INTRO: In 2005, prostate cancer accounted for approximately one third of new cancer diagnoses in men in the United States.
Some men with clinically localized cancer undergo radical prostatectomy, but the final pathology report shows more extensive cancer.
Conversely, some in the medical field are concerned that widespread screening has led to the diagnosis and treatment of cancers that may never have caused medical problems if left untreated or undiagnosed.
QUESTION: Is a patient more likely to be “underdiagnosed” or “overdiagnosed” in the PSA era (basically the last 15 years).
STUDY: 3,331 men were treated by radical prostatectomy during two times periods: 1989-95 when the PSA cutoff for biopsy was 4.0 and after 1995 when the recommended PSA cutoff for biopsy was 2.5.
We examined the percentage of men who met the criteria for “overdiagnosed” and “underdiagnosed” prostate cancer.
We defined overdiagnosis using the published criteria (Ohori) which includes a cancer volume less than 0.5cc’s, organ-confined, and no Gleason pattern of 4 or 5. (Note: It is impossible to predict that an individual cancer is insignificant in any given patient, particularly a young patient, because tumors can develop mutations and become more aggressive over time.)
We defined underdiagnosis using criteria (Catalona) which includes men who were found at radical prostatectomy to have advanced pathological features including: tumor outside the prostate, positive surgical margins, or lymph node metastases.
Using the 4ng/ml cutoff, 1.3 percent of men were treated for possible overdiagnosed tumors and 30 percent met the criteria for underdiagnosis.
Using the 2.5 ng/ml cutoff, the rates were 7.1 percent overdiagnosed and 26 percent underdiagnosed.
Clearly, far more men were underdiagnosed than overdiagnosed in both eras.
Five year progression-free survival rates for men who were underdiagnosed was 79%, which was, as expected, 13 percentage points lower than those men who were not underdiagnosed.
Lowering the PSA threshold from 4ng/mL to 2 resulted in an overall 4 percentage point decrease in the rate of underdiagnosis and a corresponding 7 percentage point increase in five year progression-free survival.
There were some limitations to the study.

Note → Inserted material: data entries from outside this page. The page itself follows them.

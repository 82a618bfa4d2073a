//! Benchmark utilities for sol_ecs.
//!
//! This crate provides benchmarking infrastructure for the ECS core:
//!
//! - **Microbenchmarks**: Individual World operations (add, group materialization, flush)
//! - **Scenario benchmarks**: A particle workload driven by systems through `World::update`
//! - **Frame timing**: Per-frame `World::update` timing with tail latency
//!
//! # Running Benchmarks
//!
//! ```bash
//! # Run all benchmarks
//! cargo bench -p sol_ecs_bench
//!
//! # Run specific benchmark group
//! cargo bench -p sol_ecs_bench -- entity_group
//! ```
//!
//! Results are written to `target/criterion/` with HTML reports for visualization.

pub mod components;
pub mod frame_timer;
pub mod scenarios;
//! ECS scenario benchmarks using Criterion.
//!
//! These benchmarks measure realistic workloads driven through `World::update`:
//! - Particle system (high entity count, simple components, constant churn)

use criterion::{BenchmarkId, Criterion, Throughput, criterion_group, criterion_main};
use sol_ecs_bench::{
    frame_timer::measure_world,
    scenarios::{ParticleConfig, ParticleScenario, Scenario},
};

// =============================================================================
// Particle System Benchmarks
// =============================================================================

fn bench_particles(c: &mut Criterion) {
    let mut group = c.benchmark_group("scenario/particles");

    for count in [10_000, 50_000, 100_000] {
        group.throughput(Throughput::Elements(count as u64));

        // Full frame update
        group.bench_with_input(BenchmarkId::new("frame", count), &count, |b, &n| {
            let mut scenario = ParticleScenario::with_config(ParticleConfig {
                particle_count: n,
                ..Default::default()
            });
            scenario.setup();

            b.iter(|| {
                scenario.update();
            });
        });
    }

    group.finish();
}

// =============================================================================
// Frame Time Benchmarks (longer running, statistical)
// =============================================================================

fn bench_frame_times(c: &mut Criterion) {
    let mut group = c.benchmark_group("frame_times");
    group.sample_size(20); // Fewer samples since each runs many frames

    // Particle scenario: 1000 frames
    group.bench_function("particles_1000_frames", |b| {
        b.iter_custom(|iters| {
            let mut total = std::time::Duration::ZERO;

            for _ in 0..iters {
                let mut scenario = ParticleScenario::with_config(ParticleConfig {
                    particle_count: 50_000,
                    ..Default::default()
                });
                scenario.setup();

                let stats = measure_world(scenario.world_mut(), 1000);
                total += stats.total();
            }

            total
        });
    });

    group.finish();
}

// =============================================================================
// Criterion Configuration
// =============================================================================

criterion_group!(benches, bench_particles, bench_frame_times);

criterion_main!(benches);
/// A block-based sparse map from entity slot indices to dense positions.
///
/// The slot space is divided into fixed-size blocks, and memory is only allocated for blocks
/// that hold at least one entry. Within a block a dense vector stores the positions, so lookups
/// are two array indexings with no hashing.
///
/// Entity slots are handed out sequentially and recycled, so ids cluster and most blocks end up
/// dense.
///
/// | Operation  | Time           | Memory                        |
/// |------------|----------------|-------------------------------|
/// | `insert()` | O(1) amortized | Allocates block on first use  |
/// | `get()`    | O(1)           | No allocation                 |
/// | `remove()` | O(1)           | No deallocation (leaves None) |
///
/// # Example
///
/// ```ignore
/// let mut index = SparseIndex::new_with_block_size(4);
/// index.insert(0, 0);
/// index.insert(9, 1);      // Allocates block 2, skipping block 1
///
/// assert_eq!(index.get(9), Some(1));
/// assert_eq!(index.get(5), None);
/// ```
#[derive(Debug, Clone)]
pub struct SparseIndex {
    /// The number of slots per block.
    block_size: usize,

    /// Outer Vec is indexed by `slot / block_size`, inner Vec by `slot % block_size`.
    blocks: Vec<Option<Vec<Option<usize>>>>,
}

impl SparseIndex {
    /// Default block size balances memory usage and access speed for typical entity patterns.
    pub const DEFAULT_BLOCK_SIZE: usize = 256;

    /// Create a new index with the default block size.
    #[inline]
    pub const fn new() -> Self {
        Self::new_with_block_size(Self::DEFAULT_BLOCK_SIZE)
    }

    /// Create a new index with a custom block size.
    ///
    /// Debug builds panic if block_size is 0.
    #[inline]
    pub const fn new_with_block_size(block_size: usize) -> Self {
        debug_assert!(block_size > 0, "block_size must be greater than 0");
        Self {
            block_size,
            blocks: Vec::new(),
        }
    }

    #[inline]
    fn indices(&self, slot: usize) -> (usize, usize) {
        (slot / self.block_size, slot % self.block_size)
    }

    /// Map `slot` to `position`, replacing any previous mapping.
    pub fn insert(&mut self, slot: usize, position: usize) {
        let (block_index, within_block_index) = self.indices(slot);

        if block_index >= self.blocks.len() {
            self.blocks.resize_with(block_index + 1, || None);
        }

        let block = self.blocks[block_index].get_or_insert_with(|| vec![None; self.block_size]);
        block[within_block_index] = Some(position);
    }

    /// Get the position mapped to `slot`.
    pub fn get(&self, slot: usize) -> Option<usize> {
        let (block_index, within_block_index) = self.indices(slot);
        let block = self.blocks.get(block_index)?.as_ref()?;
        block[within_block_index]
    }

    /// Remove and return the position mapped to `slot`.
    pub fn remove(&mut self, slot: usize) -> Option<usize> {
        let (block_index, within_block_index) = self.indices(slot);
        let block = self.blocks.get_mut(block_index)?.as_mut()?;
        block[within_block_index].take()
    }

    /// Get the number of blocks, allocated or not.
    #[inline]
    pub fn block_count(&self) -> usize {
        self.blocks.len()
    }

    /// Get the number of blocks that have been allocated.
    pub fn allocated_block_count(&self) -> usize {
        self.blocks.iter().filter(|b| b.is_some()).count()
    }
}

impl Default for SparseIndex {
    #[inline]
    fn default() -> Self {
        Self::new()
    }
}

#[cfg(test)]
mod tests {
    use super::*;

    #[test]
    fn single_block() {
        // Given
        let mut index = SparseIndex::new_with_block_size(10);

        // When
        index.insert(0, 10);
        index.insert(5, 40);
        index.insert(9, 80);

        // Then
        assert_eq!(index.block_count(), 1);
        assert_eq!(index.get(0), Some(10));
        assert_eq!(index.get(1), None);
        assert_eq!(index.get(5), Some(40));
        assert_eq!(index.get(9), Some(80));
    }

    #[test]
    fn block_skipping() {
        // Given
        let mut index = SparseIndex::new_with_block_size(4);

        // When
        index.insert(0, 10);
        index.insert(9, 80);

        // Then - block 1 is never allocated
        assert_eq!(index.block_count(), 3);
        assert_eq!(index.allocated_block_count(), 2);
        assert_eq!(index.get(5), None);
        assert_eq!(index.get(100), None);
    }

    #[test]
    fn remove_and_replace() {
        // Given
        let mut index = SparseIndex::new_with_block_size(4);
        index.insert(3, 1);

        // When
        index.insert(3, 2);
        let removed = index.remove(3);

        // Then
        assert_eq!(removed, Some(2));
        assert_eq!(index.get(3), None);
        assert_eq!(index.remove(3), None);
        assert_eq!(index.remove(42), None);
    }
}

Tumor volume information was not available for all participants. The definitions of overdiagnosis and underdiagnosis have been challenged by others, and it would be impossible to predict outcomes for these men had they not undergone radical prostatectomy.
CONCLUSION: In this study, more than one-quarter of men were “underdiagnosed,” in that the disease was found to be more advanced in the final pathology report that in the diagnosis and detection process.
At the same time fewer than 8% of men underwent treatment for what has been described as “overdiagnosed.”
Younger men were more likely to be in this 8%, but these men have the longest life expectancy and the most to gain from successful treatment.
Based on the pathology criteria of this study, a patient is significantly more likely to be “underdiagnosed” than “overdiagnosed” in the PSA era.
Theresa Graif, Xiaoying Yu, Chicago, IL; Stacy Loeb, Washington, DC; Sara N. Gashti, Christopher Griffin, Misop Han, Chicago, IL; Kimberly A Roehl, Brian K Suarez, Saint Louis, MO; William J. Catalona, Chicago, IL
Prostate Cancer Vocabulary in the News:
Overdiagnosed” and “Underdiagnosed”
The topic of prostate cancer detection is in the news.
And with the coverage is the repeated use of a particular vocabulary describing prostate cancer at diagnosis:
overdiagnosed (unimportant* or clinically insignificant**) or
Medical professionals who describe prostate cancer as overdiagnosed if the detections of the cancers would not cause symptoms or death.
They say the “overtreatment” could have the possibility of unnecessary treatment-related deaths.
If upon biopsy, the cancer is labeled “clinically insignificant,” then some medical professions recommend “watchful waiting,” which means watching for any changes that would indicate the cancer needs to be treated.
Underdiagnosed” is the failure to detect prostate cancer at an organ-confined stage with clear surgical margins.
Dr. Catalona is concerned that the great majority of prostate cancers present in a quantity to register in PSA testing and confirmed in biopsy should be treated as soon as possible after diagnosis.
He is even more concerned with prostate cancer that is underdiagnosed.
*unimportant (Ohori criteria) when the tumors have a volume equal to or less than 0.5cm3, are confined to the prostate, and have a Gleason score of less than 7.
**insignificant (Epstein criteria) ) when the tumors have a volume equal to or less than 0.2cm3, are confined to the prostate, and have a Gleason score of less than 7.
***underdiagnosed (Catalona criteria) when the tumors are non- prostate organ confined meaning one or more of the following: pathology (examining prostate after it’s been removed) stage T3 or greater, positive surgical margins, lymph node metastases, or extracapsular tumor extension.